Madame Bovary, by Gustave Flaubert



This is a title I would think most people have heard of, and associate it with adulterous sexuality and scandal.  Fair enough, that happens, but don’t go looking for any salacious lurid description.  Here’s the juiciest line in the book: ”She tipped back her head, her white throat swelled with a sigh; and weakened, bathed in tears, hiding her face, with a long tremor she gave herself up to him.”  It’s a long way from fifty shades.  

So what’s the big deal?  First published in France in 1856, it appeared in six weekly installments in the magazine La Revue de Paris.  It caused quite a stir.  Certainly adultery was nothing new.  I’ve read in reviews that the scandalous aspect of the story was that it failed to present Mme Bovary in a harsh light, one that would judge her immoral, evil, deserving of scorn.  Instead it largely presented all the characters without judgment, which apparently deviated from the norm and the expectation of writings of the time.  By contrast Julien, of Stendhal’s novel around the same time, The Red and the Black, is arrested, tried, convicted, and executed, a result that is presented as just deserts for his immoral behavior.  In the year following the magazine publication of Madame Bovary, Flaubert and the editors of La Revue were tried for offenses against public morality and religion; they were acquitted, and the story was subsequently published in book form. Doubtless the trial did much to boost sales of the book.
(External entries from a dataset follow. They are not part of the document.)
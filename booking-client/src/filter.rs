//! Client-side text filtering for entity lists
//!
//! A search term is trimmed and lowercased once; an entity passes when any of
//! its searchable fields contains the term (case-insensitive substring). An
//! empty or whitespace-only term lets every entity through. Order is always
//! preserved.

use shared::{Customer, DiningTable, Restaurant};

/// Entity that can be matched against a search term
pub trait Searchable {
    /// `term` is already trimmed, lowercased and non-empty
    fn matches(&self, term: &str) -> bool;
}

impl Searchable for Restaurant {
    fn matches(&self, term: &str) -> bool {
        contains_ci(&self.name, term)
            || contains_ci(&self.address, term)
            || self.phone_number.as_deref().is_some_and(|p| contains_ci(p, term))
    }
}

impl Searchable for Customer {
    fn matches(&self, term: &str) -> bool {
        contains_ci(&self.name, term)
            || self.email.as_deref().is_some_and(|e| contains_ci(e, term))
            || self.phone_number.as_deref().is_some_and(|p| contains_ci(p, term))
    }
}

impl Searchable for DiningTable {
    fn matches(&self, term: &str) -> bool {
        self.capacity.to_string().contains(term)
    }
}

fn contains_ci(field: &str, term: &str) -> bool {
    field.to_lowercase().contains(term)
}

/// Trim and lowercase a raw search term; `None` means "no filter"
pub fn normalize_term(raw: &str) -> Option<String> {
    let trimmed = raw.trim();
    (!trimmed.is_empty()).then(|| trimmed.to_lowercase())
}

/// Entities matching `raw_term`, in their original order
pub fn filter_entities<E: Searchable + Clone>(entities: &[E], raw_term: &str) -> Vec<E> {
    match normalize_term(raw_term) {
        None => entities.to_vec(),
        Some(term) => entities
            .iter()
            .filter(|e| e.matches(&term))
            .cloned()
            .collect(),
    }
}

/// Filtered snapshot published to a list view
#[derive(Debug, Clone, PartialEq)]
pub struct FilteredView<E> {
    /// Entities that passed the filter
    pub items: Vec<E>,
    /// Raw term the items were filtered with
    pub term: String,
    /// Incremented on every recomputation
    pub revision: u64,
}

/// State of a list filter: the latest entity list and the latest term
///
/// Pure: feeding it a new term or a new entity list returns the recomputed
/// view. A term equal to the current one is ignored.
#[derive(Debug, Clone)]
pub struct FilterState<E> {
    entities: Vec<E>,
    term: String,
    visible: Vec<E>,
    revision: u64,
}

impl<E: Searchable + Clone> FilterState<E> {
    /// Initial state with an empty term; counts as the first computation
    pub fn new(entities: Vec<E>) -> Self {
        let mut state = Self {
            entities,
            term: String::new(),
            visible: Vec::new(),
            revision: 0,
        };
        state.recompute();
        state
    }

    /// Apply a (debounced) term. Returns the new view, or `None` if the term
    /// did not change.
    pub fn apply_term(&mut self, term: &str) -> Option<FilteredView<E>> {
        if term == self.term {
            return None;
        }
        self.term = term.to_string();
        self.recompute();
        Some(self.view())
    }

    /// Apply a new entity list with the current term
    pub fn apply_entities(&mut self, entities: Vec<E>) -> FilteredView<E> {
        self.entities = entities;
        self.recompute();
        self.view()
    }

    pub fn term(&self) -> &str {
        &self.term
    }

    pub fn total(&self) -> usize {
        self.entities.len()
    }

    pub fn view(&self) -> FilteredView<E> {
        FilteredView {
            items: self.visible.clone(),
            term: self.term.clone(),
            revision: self.revision,
        }
    }

    fn recompute(&mut self) {
        self.visible = filter_entities(&self.entities, &self.term);
        self.revision += 1;
    }
}
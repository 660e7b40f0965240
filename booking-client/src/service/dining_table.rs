use std::sync::Arc;

use shared::{DiningTable, DiningTableResponse, Restaurant};
use tokio::task::JoinHandle;

use super::spawn_load;
use crate::HttpClient;
use crate::store::{EntityQuery, EntityStore};

/// Tables of one restaurant: `GET /api/tables/restaurant/{id}`
///
/// Each load replaces the whole table store, whatever restaurant it held.
pub struct DiningTableService<H> {
    store: EntityStore<DiningTable>,
    http: Arc<H>,
}

impl<H> Clone for DiningTableService<H> {
    fn clone(&self) -> Self {
        Self {
            store: self.store.clone(),
            http: Arc::clone(&self.http),
        }
    }
}

impl<H: HttpClient + 'static> DiningTableService<H> {
    pub fn new(store: EntityStore<DiningTable>, http: Arc<H>) -> Self {
        Self { store, http }
    }

    pub fn load_for_restaurant(&self, restaurant_id: i64) -> JoinHandle<()> {
        spawn_load::<DiningTable, DiningTableResponse, H>(
            &self.store,
            &self.http,
            format!("/api/tables/restaurant/{}", restaurant_id),
        )
    }

    pub fn set_active_table(&self, table_id: i64) {
        tracing::debug!(table_id, "Setting active dining table");
        self.store.set_active(Some(table_id));
    }

    pub fn get_active_table(&self) -> Option<DiningTable> {
        self.store.with_state(|s| s.active().cloned())
    }

    pub fn clear_active_table(&self) {
        self.store.set_active(None);
    }

    pub fn reset_store(&self) {
        self.store.reset();
    }

    pub fn query(&self) -> EntityQuery<DiningTable> {
        EntityQuery::new(self.store.clone())
    }
}

/// Restaurant owning `table`, looked up in the restaurant store
///
/// `None` when that restaurant is not loaded.
pub fn owning_restaurant(
    table: &DiningTable,
    restaurants: &EntityQuery<Restaurant>,
) -> Option<Restaurant> {
    restaurants.get_entity(table.restaurant_id)
}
On the title page, the subtitle “Provincial Ways” appears.  Most of the story takes place in a small town, with portions in Rouen, a modest sized city.  Characters include a pharmacist, an innkeeper, a curé (priest), a law clerk, an idle rich dandy, and Madame’s husband, Dr. Charles Bovary.  Flaubert lays out in detail the social norms, dreams, expectations, and fears of such plain people of the time.  Emotions and dreams of glory are pretty over the top for me.  While in a convent in her youth, being read passages from “The Genius of Christianity, “How she listened, the first few times, to those sonorous lamentations of romantic melancholy, re-echoing through the earth and eternity!”  Sheesh.  I was reminded of an incident in my youth, on a beach when a woman was freaking out because my wet dog had shaken on her, and my Uncle Jim, always the one with a ready remark, said, “Great Scott madam! You are distraught!”  There’s a lot of distraught in this book.

An interesting side story is an ongoing argument between the pharmacist and the curé. The pharmacist is a firm believer in science, obviously at odds with the faithful curé.  They debate, argue, and insult each other, though at their last encounter, the curé pats him on the shoulder, saying, “We’ll end up friends yet, one day!”  Interesting that despite 150 years of scientific progress, this debate remains much the same.


I’m glad to have read the book, just so I understand references to Madame Bovary, but I would only recommend it to readers intent on the classics.